Hinzu kommen Störungen der maritimen Logistik, durch die kaum noch ein Schiff fahrplangemäß ankommt oder abfährt – während der Pandemie war dies extrem, seit der Blockade des Roten Meeres durch die vom Iran finanzierte Huthi-Armee im Jemen wiederholen sich die Turbulenzen in ähnlicher Form. Denn nun lassen die Linienreedereien ihre Schiffe zwischen Asien und Europa anstatt durch den Suezkanal den weiten Umweg um Südafrika herum fahren, wodurch sich deren Unpünktlichkeit erhöht.
Vorbild für die Automatisierung des Burchardkais ist der benachbarte, 2002 eingeweihte HHLA-Terminal Altenwerder, der lange Zeit als modernster Containerterminal der Welt galt. Auch auf dem Burchardkai werden seit einigen Jahren sogenannte Blocklager aufgebaut, die von automatischen Portalkränen bedient werden. Dort kann man die Container in sechs Lagen hochstapeln. In den bisherigen Containerlagern auf dem Burchardkai, die von den hochbeinigen Vancarrieren angefahren werden, sind drei Lagen Container möglich. Zwischen den Containerbrücken an den Kaikanten und den neuen Blocklagern verkehren künftig vollelektrische, autonome Fahrzeuge, sogenannte AGV. Sie werden durch Transponder im Boden gesteuert. Ende des Jahres gehen die ersten AGV in den Echtbetrieb, 2025 dann das gesamte neue System.
Seit 2019 hat die HHLA in die Modernisierung des Burchardkais mehr als 400 Millionen Euro investiert, weitere rund 300 Millionen Euro sind noch geplant. Die Kapazität des Terminals wird damit auf mehr als fünf Millionen Containereinheiten (TEU) im Jahr deutlich gesteigert. Zum Vergleich: Auf den drei Containerterminals der HHLA und auf dem Terminal von Eurogate schlug der Hamburger Hafen im vergangenen Jahr insgesamt 7,7 Millionen TEU um.

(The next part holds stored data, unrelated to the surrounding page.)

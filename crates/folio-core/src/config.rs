use figment::{
    providers::{Env, Format, Toml},
    Figment,
};
use serde::{Deserialize, Serialize};

pub const DEFAULT_PORT: u16 = 8080;
pub const DEFAULT_BIND: &str = "127.0.0.1";
/// Minimum accepted length for the admin shared secret.
pub const MIN_ADMIN_KEY_LEN: usize = 32;

/// Top-level config (folio.toml + FOLIO_* env overrides).
#[derive(Debug, Clone, Serialize, Deserialize)]
pub struct FolioConfig {
    #[serde(default)]
    pub server: ServerConfig,
    pub admin: AdminConfig,
    #[serde(default)]
    pub database: DatabaseConfig,
    #[serde(default)]
    pub cache: CacheConfig,
    pub llm: LlmConfig,
    #[serde(default)]
    pub limiter: LimiterConfig,
    #[serde(default)]
    pub chat: ChatConfig,
}

#[derive(Debug, Clone, Copy, Serialize, Deserialize, PartialEq, Eq, Default)]
#[serde(rename_all = "kebab-case")]
pub enum Environment {
    #[default]
    Development,
    Production,
    Test,
}

#[derive(Debug, Clone, Serialize, Deserialize)]
pub struct ServerConfig {
    #[serde(default)]
    pub env: Environment,
    #[serde(default = "default_port")]
    pub port: u16,
    #[serde(default = "default_bind")]
    pub bind: String,
    /// Comma-separated list of allowed CORS origins. Empty disables CORS.
    #[serde(default)]
    pub cors_origins: String,
    /// Salt mixed into the per-client address hash.
    #[serde(default = "default_ip_salt")]
    pub ip_salt: String,
    /// When true the process logs that telemetry export is not bundled.
    /// Recognised for config compatibility; no exporter ships with the core.
    #[serde(default)]
    pub telemetry: bool,
}

impl Default for ServerConfig {
    fn default() -> Self {
        Self {
            env: Environment::Development,
            port: default_port(),
            bind: default_bind(),
            cors_origins: String::new(),
            ip_salt: default_ip_salt(),
            telemetry: false,
        }
    }
}

impl ServerConfig {
    /// Split `cors_origins` into trimmed, non-empty entries.
    pub fn cors_origin_list(&self) -> Vec<String> {
        self.cors_origins
            .split(',')
            .map(str::trim)
            .filter(|s| !s.is_empty())
            .map(String::from)
            .collect()
    }
}

#[derive(Debug, Clone, Serialize, Deserialize)]
pub struct AdminConfig {
    /// Shared admin secret, compared in constant time. Must be at least
    /// [`MIN_ADMIN_KEY_LEN`] characters — enforced by [`FolioConfig::validate`].
    pub api_key: String,
}

#[derive(Debug, Clone, Serialize, Deserialize)]
pub struct DatabaseConfig {
    #[serde(default = "default_db_path")]
    pub path: String,
}

impl Default for DatabaseConfig {
    fn default() -> Self {
        Self {
            path: default_db_path(),
        }
    }
}

/// Shared cache backend selection. The in-process map is used when `url`
/// is unset; a remote KV backend is recognised but not bundled.
#[derive(Debug, Clone, Serialize, Deserialize, Default)]
pub struct CacheConfig {
    pub url: Option<String>,
}

#[derive(Debug, Clone, Serialize, Deserialize)]
pub struct LlmConfig {
    /// Provider label used in logs and upstream error payloads.
    #[serde(default = "default_provider")]
    pub provider: String,
    pub api_key: String,
    #[serde(default = "default_llm_base_url")]
    pub base_url: String,
    #[serde(default = "default_model")]
    pub model: String,
    #[serde(default = "default_max_tokens")]
    pub max_tokens: u32,
    #[serde(default = "default_temperature")]
    pub temperature: f32,
    /// Per-request timeout for the chat-completions call.
    #[serde(default = "default_llm_timeout_ms")]
    pub timeout_ms: u64,
    #[serde(default = "default_max_retries")]
    pub max_retries: u32,
}

#[derive(Debug, Clone, Serialize, Deserialize)]
pub struct LimiterConfig {
    /// Burst size of the token bucket.
    #[serde(default = "default_capacity")]
    pub capacity: f64,
    /// Tokens restored per second.
    #[serde(default = "default_refill_rate")]
    pub refill_rate: f64,
    /// Bucket lifetime in the shared cache.
    #[serde(default = "default_limiter_ttl")]
    pub ttl_secs: u64,
}

impl Default for LimiterConfig {
    fn default() -> Self {
        Self {
            capacity: default_capacity(),
            refill_rate: default_refill_rate(),
            ttl_secs: default_limiter_ttl(),
        }
    }
}

#[derive(Debug, Clone, Serialize, Deserialize)]
pub struct ChatConfig {
    #[serde(default = "default_system_prompt")]
    pub system_prompt: String,
    /// How many persisted messages are replayed into the prompt.
    #[serde(default = "default_history_window")]
    pub history_window: usize,
    #[serde(default = "default_max_message_chars")]
    pub max_message_chars: usize,
    /// End-to-end deadline for one chat request, retries and tool loops
    /// included.
    #[serde(default = "default_chat_deadline_ms")]
    pub deadline_ms: u64,
}

impl Default for ChatConfig {
    fn default() -> Self {
        Self {
            system_prompt: default_system_prompt(),
            history_window: default_history_window(),
            max_message_chars: default_max_message_chars(),
            deadline_ms: default_chat_deadline_ms(),
        }
    }
}

fn default_port() -> u16 {
    DEFAULT_PORT
}
fn default_bind() -> String {
    DEFAULT_BIND.to_string()
}
fn default_ip_salt() -> String {
    "folio-ip-salt".to_string()
}
fn default_db_path() -> String {
    let home = std::env::var("HOME").unwrap_or_else(|_| ".".to_string());
    format!("{}/.folio/folio.db", home)
}
fn default_provider() -> String {
    "openai".to_string()
}
fn default_llm_base_url() -> String {
    "https://api.openai.com".to_string()
}
fn default_model() -> String {
    "gpt-4o-mini".to_string()
}
fn default_max_tokens() -> u32 {
    1024
}
fn default_temperature() -> f32 {
    0.7
}
fn default_llm_timeout_ms() -> u64 {
    30_000
}
fn default_max_retries() -> u32 {
    3
}
fn default_capacity() -> f64 {
    10.0
}
fn default_refill_rate() -> f64 {
    0.5
}
fn default_limiter_ttl() -> u64 {
    300
}
fn default_system_prompt() -> String {
    "You are the assistant for a personal portfolio site. Answer questions \
     about the portfolio owner's projects, experience, education, and skills \
     using the available tools. Be concise and factual."
        .to_string()
}
fn default_history_window() -> usize {
    20
}
fn default_max_message_chars() -> usize {
    2000
}
fn default_chat_deadline_ms() -> u64 {
    60_000
}

impl FolioConfig {
    /// Load config from a TOML file with FOLIO_* env var overrides.
    ///
    /// Checks in order:
    ///   1. Explicit path argument
    ///   2. ./folio.toml
    ///
    /// Env keys use a double underscore as the section separator so field
    /// names may contain single underscores: `FOLIO_LIMITER__REFILL_RATE`
    /// maps to `limiter.refill_rate`.
    pub fn load(config_path: Option<&str>) -> crate::error::Result<Self> {
        let path = config_path.unwrap_or("folio.toml");

        let config: FolioConfig = Figment::new()
            .merge(Toml::file(path))
            .merge(Env::prefixed("FOLIO_").split("__"))
            .extract()
            .map_err(|e| crate::error::FolioError::Config(e.to_string()))?;

        config.validate()?;
        Ok(config)
    }

    /// Reject configurations that cannot serve traffic safely.
    pub fn validate(&self) -> crate::error::Result<()> {
        if self.admin.api_key.len() < MIN_ADMIN_KEY_LEN {
            return Err(crate::error::FolioError::Config(format!(
                "admin.api_key must be at least {MIN_ADMIN_KEY_LEN} characters"
            )));
        }
        if self.limiter.capacity < 1.0 {
            return Err(crate::error::FolioError::Config(
                "limiter.capacity must be at least 1".to_string(),
            ));
        }
        if self.limiter.refill_rate <= 0.0 {
            return Err(crate::error::FolioError::Config(
                "limiter.refill_rate must be positive".to_string(),
            ));
        }
        if let Some(url) = &self.cache.url {
            return Err(crate::error::FolioError::Config(format!(
                "cache.url is set ({url}) but no remote cache backend is \
                 bundled; unset it to use the in-process cache"
            )));
        }
        Ok(())
    }
}

#[cfg(test)]
mod tests {
    use super::*;

    fn base_config() -> FolioConfig {
        FolioConfig {
            server: ServerConfig::default(),
            admin: AdminConfig {
                api_key: "0123456789abcdef0123456789abcdef".to_string(),
            },
            database: DatabaseConfig::default(),
            cache: CacheConfig::default(),
            llm: LlmConfig {
                provider: default_provider(),
                api_key: "test-key".to_string(),
                base_url: default_llm_base_url(),
                model: default_model(),
                max_tokens: default_max_tokens(),
                temperature: default_temperature(),
                timeout_ms: default_llm_timeout_ms(),
                max_retries: default_max_retries(),
            },
            limiter: LimiterConfig::default(),
            chat: ChatConfig::default(),
        }
    }

    #[test]
    fn valid_config_passes() {
        assert!(base_config().validate().is_ok());
    }

    #[test]
    fn short_admin_key_rejected() {
        let mut cfg = base_config();
        cfg.admin.api_key = "short".to_string();
        assert!(cfg.validate().is_err());
    }

    #[test]
    fn zero_refill_rate_rejected() {
        let mut cfg = base_config();
        cfg.limiter.refill_rate = 0.0;
        assert!(cfg.validate().is_err());
    }

    #[test]
    fn remote_cache_url_rejected() {
        let mut cfg = base_config();
        cfg.cache.url = Some("redis://localhost".to_string());
        assert!(cfg.validate().is_err());
    }

    #[test]
    fn cors_origin_list_splits_and_trims() {
        let mut cfg = base_config();
        cfg.server.cors_origins = "https://a.example, https://b.example ,".to_string();
        assert_eq!(
            cfg.server.cors_origin_list(),
            vec!["https://a.example", "https://b.example"]
        );
    }
}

Zur Modernisierung des Burchardkais zählen nicht nur die Blocklager und die Automatikfahrzeuge, sondern auch neue Schienen für den Terminal-Bahnhof und weitere der weltweit größten und modernsten Containerbrücken für die drei Großschiffs-Liegeplätze. Auch das Werkstattgebäude wird neu gebaut. Ein deutlich größerer Teil der Betriebsabläufe als bislang wird künftig elektrifiziert ablaufen und soll mit Ökostrom gespeist werden. Mit Blick auch auf den hohen Güterbahnanteil von etwa 50 Prozent beim An- und Abtransport der Container am Burchardkai sagt Titzrath: „Diese Anlage wird der modernste und ökologisch nachhaltigste Terminal für den Containerumschlag in Europa sein.“
Schon 2004 hatte der damalige HHLA-Vorstand die grundlegende Modernisierung und Automatisierung des Burchardkais beschlossen. Die lange Realisierungszeit bis zum Abschluss im Jahr 2026 hängt auch damit zusammen, dass die HHLA ein von den Arbeitnehmern mitbestimmtes Unternehmen ist. Die Vertreter der Hafenarbeiter in den Aufsichtsgremien der HHLA haben die fortschreitende Automatisierung jahrelang eher gebremst, weil sie Rationalisierungen und Arbeitsplatzverluste fürchteten.
Titzrath hingegen beteuert immer wieder, dass auch im Zuge der Komplettmodernisierung keiner der 1000 Arbeitsplätze auf dem Burchardkai verloren gehen wird. Insgesamt beschäftigt die HHLA rund 3600 Menschen in Hamburg: „Wir werden niemanden entlassen“, sagt sie auf dem Burchardkai. „Wir brauchen weiterhin Mitarbeitende. Aber die Arbeitsinhalte werden sich verändern.“ Dafür biete die HHLA umfassende Programme zur Weiterqualifizierung an. Die Automatisierungsprojekte in Hamburg dienten „der Kapazitätssteigerung und der Effizienz, aber nicht der Rationalisierung“.